Project Almanac (2014)
As a group of friends discover plans for a time machine, they build it and use it to fix their problems and for personal gain. But as the future falls apart with disasters, and each of them disappear little by little, they must travel back to the past to make sure they never invent the machine or face the destruction of humanity.
Genre : SF
Country : USA
Jonny Weston : David Raskin
Amy Landecker : Kathy Raskin
Sofia Black-D’Elia : Jessie Pierce
Director : Dean Israelite
“There’s a slight chance that oxygen and nitrogen naturally found in the air could catalyze.
What does that mean?
We could explode.”
Take “Back to the Future“, mix it with “Weird Science” and add the MTV mentality to it and you end up with a pale project as “Project Almanac“. A group of nerds who are too stupid to pass a chemistry test, but do have enough brain cells to build a time machine. I’ve seen a lot of nonsense in my life, but this beats everything. At first sight it was a nice concept, but after watching it you realize you have looked at a Teletubbies version of “Back to the Future“. I asked myself which audience they were aiming for. Of course that would be a teen audience, because there is no trace of difficult theories such as the paradoxes of time travel (way better elaborated in “Predestination” and “About time“). The complete film is no more than a list of ridiculous time jumps into the past to solve trivialities that turn the personal lives of these wizkids into a hell, I guess. If I had this time machine, I would have made a time jump to the moment when I was starting this movie. And then I would change my mind quickly.
What would you do if you could use a time machine and go back in time ? Would you try to change world history ( Murder Hitler ? No, that’s only on the 101st place on the “bucket list” of time travelling)? Would you try to meet legendary figures? Would you at least try to save a human life? I would go back to prevent Kurt Cobain from committing suicide, damn it ! Well, these brats have higher priorities. Nothing important for any ordinary earthling, but for these young people who live in their self-centered world where everything revolves around self-interest, the desire for adoration and complacency, these are extremely important items. They could get filthy rich by means of foreknowledge, solving all those other teen facts in a blink and making them irrelevant. But then there wouldn’t be the fun of flying to the past anymore.

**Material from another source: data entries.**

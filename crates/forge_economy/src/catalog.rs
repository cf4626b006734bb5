//! # Crafting Catalogs
//!
//! External TOML description of items and recipes, loaded once at startup.
//!
//! ```toml
//! [[items]]
//! name = "Wood"
//! basic = true
//!
//! [[recipes]]
//! result = "Plank"
//! quantity = 4
//! ingredients = [{ item = "Wood", quantity = 1 }]
//! ```
//!
//! `basic` defaults to `false`, every `quantity` defaults to 1. Items are
//! registered first, in file order, then recipes. The first invalid entry
//! aborts the load.

use std::path::Path;

use serde::{Deserialize, Serialize};

use crate::error::{CraftingError, CraftingResult};
use crate::system::CraftingSystem;

const fn one() -> i64 {
    1
}

/// An explicitly declared item.
#[derive(Clone, Debug, PartialEq, Eq, Serialize, Deserialize)]
#[serde(deny_unknown_fields)]
pub struct ItemEntry {
    /// Item name.
    pub name: String,
    /// Whether the item is freely obtainable.
    #[serde(default)]
    pub basic: bool,
}

/// One ingredient line of a catalog recipe.
#[derive(Clone, Debug, PartialEq, Eq, Serialize, Deserialize)]
#[serde(deny_unknown_fields)]
pub struct IngredientEntry {
    /// Ingredient item name.
    pub item: String,
    /// Quantity consumed.
    #[serde(default = "one")]
    pub quantity: i64,
}

/// A catalog recipe.
#[derive(Clone, Debug, PartialEq, Eq, Serialize, Deserialize)]
#[serde(deny_unknown_fields)]
pub struct RecipeEntry {
    /// Produced item name.
    pub result: String,
    /// Units produced per craft.
    #[serde(default = "one")]
    pub quantity: i64,
    /// Ingredients consumed.
    #[serde(default)]
    pub ingredients: Vec<IngredientEntry>,
}

/// A full crafting catalog.
#[derive(Clone, Debug, Default, PartialEq, Eq, Serialize, Deserialize)]
#[serde(deny_unknown_fields)]
pub struct CraftingCatalog {
    /// Declared items.
    #[serde(default)]
    pub items: Vec<ItemEntry>,
    /// Declared recipes.
    #[serde(default)]
    pub recipes: Vec<RecipeEntry>,
}

impl CraftingCatalog {
    /// Parses a catalog from TOML text.
    ///
    /// # Errors
    ///
    /// Returns `InvalidConfig` if the text is not a valid catalog.
    pub fn from_toml_str(text: &str) -> CraftingResult<Self> {
        Ok(toml::from_str(text)?)
    }

    /// Reads and parses a catalog file.
    ///
    /// # Errors
    ///
    /// Returns `Io` if the file cannot be read and `InvalidConfig` if it
    /// cannot be parsed.
    pub fn load(path: impl AsRef<Path>) -> CraftingResult<Self> {
        let path = path.as_ref();
        let text = std::fs::read_to_string(path)?;
        let catalog = Self::from_toml_str(&text)?;
        tracing::info!(
            "Loaded catalog {}: {} items, {} recipes",
            path.display(),
            catalog.items.len(),
            catalog.recipes.len()
        );
        Ok(catalog)
    }

    /// Serializes the catalog back to TOML.
    ///
    /// # Errors
    ///
    /// Returns `InvalidConfig` if serialization fails.
    pub fn to_toml_string(&self) -> CraftingResult<String> {
        toml::to_string_pretty(self).map_err(|err| CraftingError::InvalidConfig(err.to_string()))
    }

    /// Registers every item and recipe into a fresh system.
    ///
    /// # Errors
    ///
    /// Returns the engine error of the first invalid item or recipe.
    pub fn build(&self) -> CraftingResult<CraftingSystem> {
        let mut system = CraftingSystem::new();
        self.apply(&mut system)?;
        Ok(system)
    }

    /// Registers every item and recipe into an existing system.
    ///
    /// # Errors
    ///
    /// Returns the engine error of the first invalid item or recipe. Entries
    /// before it stay registered.
    pub fn apply(&self, system: &mut CraftingSystem) -> CraftingResult<()> {
        for item in &self.items {
            system.register_item(&item.name, item.basic)?;
        }
        for recipe in &self.recipes {
            let ingredients: Vec<(&str, i64)> = recipe
                .ingredients
                .iter()
                .map(|line| (line.item.as_str(), line.quantity))
                .collect();
            system.register_recipe(&recipe.result, recipe.quantity, &ingredients)?;
        }
        Ok(())
    }
}

impl CraftingSystem {
    /// Exports the current items and recipes as a catalog.
    #[must_use]
    pub fn to_catalog(&self) -> CraftingCatalog {
        CraftingCatalog {
            items: self
                .list_items()
                .into_iter()
                .map(|item| ItemEntry { name: item.name, basic: item.is_basic })
                .collect(),
            recipes: self
                .list_recipes()
                .into_iter()
                .map(|recipe| RecipeEntry {
                    result: recipe.result,
                    quantity: i64::from(recipe.result_quantity),
                    ingredients: recipe
                        .ingredients
                        .into_iter()
                        .map(|line| IngredientEntry {
                            item: line.item,
                            quantity: i64::from(line.quantity),
                        })
                        .collect(),
                })
                .collect(),
        }
    }
}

It all starts when David (Jonny Weston) fails an MIT test and starts searching in the attic for a forgotten project of his father. Instead he finds an old camera with footage of his 7th birthday. However, he discovers on that footage him appearing in a mirror as a 17 year old boy. Eventually he finds in his father’s basement plans to create a time machine. Them using a disassembled X-box and the battery of a hybrid parked out front, was surely a firm warning for all the other ridiculous things that were to come.
There are really a lot of awful stupidities in this movie which leaves you with a “How is it possible” gaze. I really would like to know what brand of camera that was because the battery should be of exceptional quality since it’s still working after being on that attic for 10 years. I own a not so cheap camera myself and now I really think this is a piece of junk since these batteries only last for about a month. Furthermore, isn’t it logic that after realizing that you picked a wrong number and you didn’t win the lottery, that you go back in time and repeat the procedure (with the correct number of course) so you can continue your life as a multimillionaire ? Well I would do that but apparently this wasn’t really necessary for these wiseacres. Also I was stunned about the fact that a highschool student immediately notices, after a glance at highly sophisticated military plans, equations that can be compared to the theory of relativity. But then again, moments later when David makes a logical remark, no one understands. And before the first time jump David notices calmly that there is a possibility that they could explode because of some physical epiphenomenon. But those youngsters are daredevils because they simply disregard this.
Comparing this with “Back to the Future” is an insult to this successful teen film about time travelling. The latter was an original, entertaining, ingenious and creative film which I’ve watched with pleasure. “Project Almanac” is boring, childish and unoriginal. I even expected that they would seek for a “flux capacitor” in the DIY store. This is simply a fusion of two endlessly copied hypes : time travelling and found footage.
And that’s the next weak point of this film. I recommend not to watch this flick with a full stomach, because it’s completely filmed with a handheld camera. David’s younger sister was instructed to record everything (and that means really everything). And that’s what you get dished up,in full. So you can expect a camera constantly being waved around with blurry images as a result. Sit close to the screen and you’ll be as sick as an amateur fisherman who’s sitting on a fishing boat for the first time in a heavy storm. You might even wish you had that time machine to prevent “The Blair Witch Project” of being made, so that we were spared of more found footage nonsense like this. Some films succeed in getting the imprint of being “timeless,” but this film will, in spite of the applicable topic, never achieve this. Best you avoid this movie because it’ll only cost you valuable time you’ll never be able to recover again.